Llega la noche y el sonámbulo que vive en nuestro interior despierta, es entonces cuando los sueños crecen. La oscuridad hace que las pesadillas se vuelvan más crueles aún; también las utopías y hasta alguna quimera parecen viables. Todo lo bueno será posible, por qué no. La congoja de hoy se convertirá en anécdota mañana, algo para recordar en la distancia entre tímidas sonrisas. La noche emite su veredicto sobre el día que se fue para no volver. ¿Se habrá desperdiciado? No hay que perder la esperanza, vendrán otros sin duda mucho mejores, aunque también peores. Ahora necesitamos el silencio que nos haga navegar por océanos improbables. En el oscuro abismo transitan el escepticismo, el pesimismo, el existencialismo y muchos “ismos” más, pero sobre todo los recuerdos que acechan detrás de cada esquina.

Caminamos entre gatos pardos y murciélagos de colmillos afilados, qué suerte, son más apacibles que los sapos cancioneros que nos tragamos a diario. Los enanos crecemos de noche hasta las alturas para caer achaparrados hasta el sótano al amanecer. En la oscuridad, liberados del jefe de pista, dejamos de sentirnos caniches en un circo lleno de fieras. De día somos como lagartos buscando el Sol. A unos les dora la piel, a otros les achicharra el alma. Pero la noche nos iguala a todos cuando aullamos a la Luna de hormigón teniendo una cueva en la que refugiarnos.

Acelerando el paso por las calles que moja el otoño, la ciudad se refleja distorsionada en el suelo como si fuese una caricatura o una abstracción de llamativos colores desdibujados. A veces somos como Bruce Sprigsteen "bailando en la oscuridad" con la coreografía de los semáforos. Otras veces somos actores representando dramas, comedias y monólogos, pero siempre la misma obra. En el reloj sin arena en el que vivimos se repite la cadencia de la monotonía, pronto llegará el invierno.

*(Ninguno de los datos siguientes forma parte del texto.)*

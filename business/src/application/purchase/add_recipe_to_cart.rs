use std::sync::Arc;

use async_trait::async_trait;

use crate::domain::catalog::cache::CatalogCache;
use crate::domain::logger::Logger;
use crate::domain::purchase::errors::PurchaseError;
use crate::domain::purchase::use_cases::add_recipe_to_cart::AddRecipeToCartUseCase;
use crate::domain::purchase::use_cases::add_to_cart::AddToCartUseCase;
use crate::domain::recipe::gateway::RecipeGateway;
use crate::domain::recipe::selection::RecipeSelection;

pub struct AddRecipeToCartUseCaseImpl {
    pub recipe_gateway: Arc<dyn RecipeGateway>,
    pub add_to_cart: Arc<dyn AddToCartUseCase>,
    pub catalog: Arc<CatalogCache>,
    pub selection: Arc<RecipeSelection>,
    pub logger: Arc<dyn Logger>,
}

#[async_trait]
impl AddRecipeToCartUseCase for AddRecipeToCartUseCaseImpl {
    async fn execute(&self, recipe_id: i64) -> Result<usize, PurchaseError> {
        if self.catalog.recipe(recipe_id).is_none() {
            return Err(PurchaseError::RecipeNotFound);
        }

        // List rows may be summaries without ingredient ids; the detail
        // endpoint is authoritative for the membership set.
        let recipe = self.recipe_gateway.detail(recipe_id).await?;

        if recipe.ingredient_ids.is_empty() {
            self.logger.info(&format!(
                "Recipe {} has no ingredients, nothing to add",
                recipe_id
            ));
        } else {
            self.add_to_cart
                .execute(recipe.ingredient_ids.clone())
                .await?;
        }

        self.selection.select(recipe_id);
        self.logger.info(&format!(
            "Recipe {} added to shopping list ({} ingredients)",
            recipe_id,
            recipe.ingredient_ids.len()
        ));
        Ok(recipe.ingredient_ids.len())
    }
}
use std::sync::Arc;

use async_trait::async_trait;

use crate::domain::logger::Logger;
use crate::domain::recipe::errors::RecipeError;
use crate::domain::recipe::gateway::RecipeGateway;
use crate::domain::recipe::model::RecipeCheck;
use crate::domain::recipe::use_cases::check::CheckRecipeUseCase;

pub struct CheckRecipeUseCaseImpl {
    pub gateway: Arc<dyn RecipeGateway>,
    pub logger: Arc<dyn Logger>,
}

#[async_trait]
impl CheckRecipeUseCase for CheckRecipeUseCaseImpl {
    async fn execute(&self, id: i64) -> Result<RecipeCheck, RecipeError> {
        let check = self.gateway.check(id).await?;
        self.logger.debug(&format!(
            "Recipe {} feasibility: can_make={}, {} missing",
            id,
            check.can_make,
            check.missing_ingredients.len()
        ));
        Ok(check)
    }
}

#[cfg(test)]
mod tests {
    use super::*;
    use crate::application::test_support::{mock_logger, MockRecipeGw};

    #[tokio::test]
    async fn should_pass_through_feasibility_result() {
        let mut gateway = MockRecipeGw::new();
        gateway.expect_check().returning(|_| {
            Ok(RecipeCheck {
                can_make: false,
                missing_ingredients: Vec::new(),
            })
        });

        let use_case = CheckRecipeUseCaseImpl {
            gateway: Arc::new(gateway),
            logger: mock_logger(),
        };

        let check = use_case.execute(2).await.unwrap();

        assert!(!check.can_make);
    }
}
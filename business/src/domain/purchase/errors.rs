use crate::domain::shared::batch::BatchOutcome;

#[derive(Debug, thiserror::Error)]
pub enum PurchaseError {
    /// The shopping list (or the server-side cart) is empty. Caught before
    /// any network call when the local view is already empty.
    #[error("purchase.empty_cart")]
    EmptyCart,
    #[error("purchase.recipe_not_found")]
    RecipeNotFound,
    /// A batch removal completed partially. The outcome records which ids
    /// succeeded; the authoritative cart must be re-fetched regardless.
    #[error("purchase.batch_incomplete")]
    BatchIncomplete(BatchOutcome),
    #[error("gateway.request_failed")]
    Gateway(#[from] crate::domain::errors::GatewayError),
}
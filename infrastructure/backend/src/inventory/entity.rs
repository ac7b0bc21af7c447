use chrono::{DateTime, NaiveDate, Utc};
use serde::{Deserialize, Serialize};

use business::domain::errors::GatewayError;
use business::domain::ingredient::model::StorageType;
use business::domain::inventory::model::{InventoryDraft, InventoryEntry};

/// Wire shape for stocked batches. Dates are day-granular `YYYY-MM-DD`
/// strings; `updateTime` is a full timestamp.
#[derive(Debug, Deserialize)]
#[serde(rename_all = "camelCase")]
pub struct InventoryEntity {
    pub id: i64,
    pub ingredient_id: i64,
    pub production_date: NaiveDate,
    pub expiry_date: NaiveDate,
    pub storage_type: i32,
    pub update_time: DateTime<Utc>,
}

impl InventoryEntity {
    pub fn into_domain(self) -> Result<InventoryEntry, GatewayError> {
        let storage_type = StorageType::from_code(self.storage_type).ok_or(GatewayError::Decode)?;

        Ok(InventoryEntry::from_gateway(
            self.id,
            self.ingredient_id,
            self.production_date,
            self.expiry_date,
            storage_type,
            self.update_time,
        ))
    }
}

/// Outgoing payload for the manual stocking path; carries the client-derived
/// expiry date.
#[derive(Debug, Serialize)]
#[serde(rename_all = "camelCase")]
pub struct InventoryAddPayload {
    pub ingredient_id: i64,
    pub production_date: NaiveDate,
    pub expiry_date: NaiveDate,
    pub storage_type: i32,
}

impl InventoryAddPayload {
    pub fn from_domain(draft: &InventoryDraft) -> Self {
        Self {
            ingredient_id: draft.ingredient_id,
            production_date: draft.production_date,
            expiry_date: draft.expiry_date,
            storage_type: draft.storage_type.code(),
        }
    }
}

#[derive(Debug, Serialize)]
#[serde(rename_all = "camelCase")]
pub struct InventoryUpdatePayload {
    pub id: i64,
    pub ingredient_id: i64,
    pub production_date: NaiveDate,
    pub expiry_date: NaiveDate,
    pub storage_type: i32,
}

impl InventoryUpdatePayload {
    pub fn from_domain(entry: &InventoryEntry) -> Self {
        Self {
            id: entry.id,
            ingredient_id: entry.ingredient_id,
            production_date: entry.production_date,
            expiry_date: entry.expiry_date,
            storage_type: entry.storage_type.code(),
        }
    }
}
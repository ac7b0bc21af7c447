pub mod application {
    pub mod catalog {
        pub mod refresh;
    }
    pub mod ingredient {
        pub mod batch_delete;
        pub mod create;
        pub mod delete;
        pub mod update;
    }
    pub mod inventory {
        pub mod add_entry;
        pub mod batch_remove;
        pub mod consume;
        pub mod get_overview;
        pub mod remove_entry;
        pub mod update_entry;
    }
    pub mod purchase {
        pub mod add_recipe_to_cart;
        pub mod add_to_cart;
        pub mod batch_remove_from_cart;
        pub mod confirm;
        pub mod delete_order;
        pub mod list_history;
        pub mod refresh_shopping_list;
        pub mod remove_from_cart;
        pub mod reorder;
    }
    pub mod recipe {
        pub mod check;
        pub mod delete;
    }

    #[cfg(test)]
    mod test_support;
}

pub mod domain {
    pub mod errors;
    pub mod logger;
    pub mod catalog {
        pub mod cache;
        pub mod use_cases {
            pub mod refresh;
        }
    }
    pub mod ingredient {
        pub mod errors;
        pub mod gateway;
        pub mod model;
        pub mod use_cases {
            pub mod batch_delete;
            pub mod create;
            pub mod delete;
            pub mod update;
        }
    }
    pub mod inventory {
        pub mod errors;
        pub mod freshness;
        pub mod gateway;
        pub mod model;
        pub mod store;
        pub mod use_cases {
            pub mod add_entry;
            pub mod batch_remove;
            pub mod consume;
            pub mod get_overview;
            pub mod remove_entry;
            pub mod update_entry;
        }
    }
    pub mod purchase {
        pub mod errors;
        pub mod gateway;
        pub mod model;
        pub mod shopping_list;
        pub mod use_cases {
            pub mod add_recipe_to_cart;
            pub mod add_to_cart;
            pub mod batch_remove_from_cart;
            pub mod confirm;
            pub mod delete_order;
            pub mod list_history;
            pub mod refresh_shopping_list;
            pub mod remove_from_cart;
            pub mod reorder;
        }
    }
    pub mod recipe {
        pub mod errors;
        pub mod gateway;
        pub mod model;
        pub mod selection;
        pub mod use_cases {
            pub mod check;
            pub mod delete;
        }
    }
    pub mod shared {
        pub mod batch;
    }
}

Sin embargo, transitando calles nos sentimos libres, propietarios del espacio público. Las calles, las bonitas y las feas, nos pertenecen a todos, como las gotas de lluvia, como el aire fresco que golpea despacio en la cara, como el silencio cómplice de las farolas. La noche es nuestra. Las ciudades, las bonitas y las feas, fueron construidas al raso por miles de personas durante siglos, muchas lluvias, muchos soles, muchos otoños, muchas catástrofes, mucho frío en la cara. Los urbanitas pasamos de puntillas por la patria del asfalto y el adoquín durante una vida que es muy corta. Nadie recordará que las calles fueron tuyas y mías, que fuimos parte del panal.

La necesidad humana de hablar, conocer, intercambiar, discutir y mezclarnos hizo que los caminos se cruzasen. Las ciudades son nuestro hábitat, no hay sociedad sin poblaciones, sin las grandes ni las pequeñas. A ese cruce de caminos y vidas se le llamó mercado. Era el aparato digestivo, el corazón, el espíritu y el cerebro del pueblo que sobrevivía  al señor del castillo. Hoy el mercado es otra cosa, las ciudades y los pueblos ya no tienen estómago, ahora tienen Mercadona. El mercado es un ente sin alma que se juega a la ruleta, una tarta ajena con el dinero de otros. A eso le llaman bolsa de valores, a mí me contaron que los valores eran otra cosa.

Hoy las ciudades son tableros de Monopoly en el que unos tahúres se quedan con inmuebles con vidas dentro, comercios centenarios, con las aceras, el silencio, los gorriones y hasta con el aire respirable. Sin loro en el hombro, sin parche en el ojo, ni pata de palo, nos están robando el espacio para ponerlo a producir huevos de oro. Engorda un mundo de rentistas sin más interés que el interés, no creen en crear nada. “Busines es busines”, la pela es la pela, el euro, el euro y nunca se les llena el gañote, demasiada viruta para tan pocos carpinteros. No comprendo la vida moderna, igual estoy obsoleto, no me gustan los matones que asustan a las viejecitas, ni los alquileres de armarios que superan el salario medio. Los ultramarinos agonizan al lado de los cadáveres de las zapaterías y a los bares ya no les quedan esquinas disponibles. El silencio del día y de la noche se parecen cada vez más, a este paso caminaremos por las ruinas de lo que fue la ciudad, transformada ahora en Herculano tras la explosión del Vesubio.

Antes que despunte el día, en mi soliloquio rememoro cada rincón, cada bocacalle, lo que hubo un día que no vivirá más noches. No hubo erupción volcánica, no fue una catástrofe natural, sino animal, provocada por depredadores que se manejan en bitcoins. Las ciudades no están hechas de edificios de oficinas, pisos turísticos, cafeterías con café aguado y comida de plástico, sino de vidas. Prefiero los fantasmas sonámbulos a los contables con calculadora solar.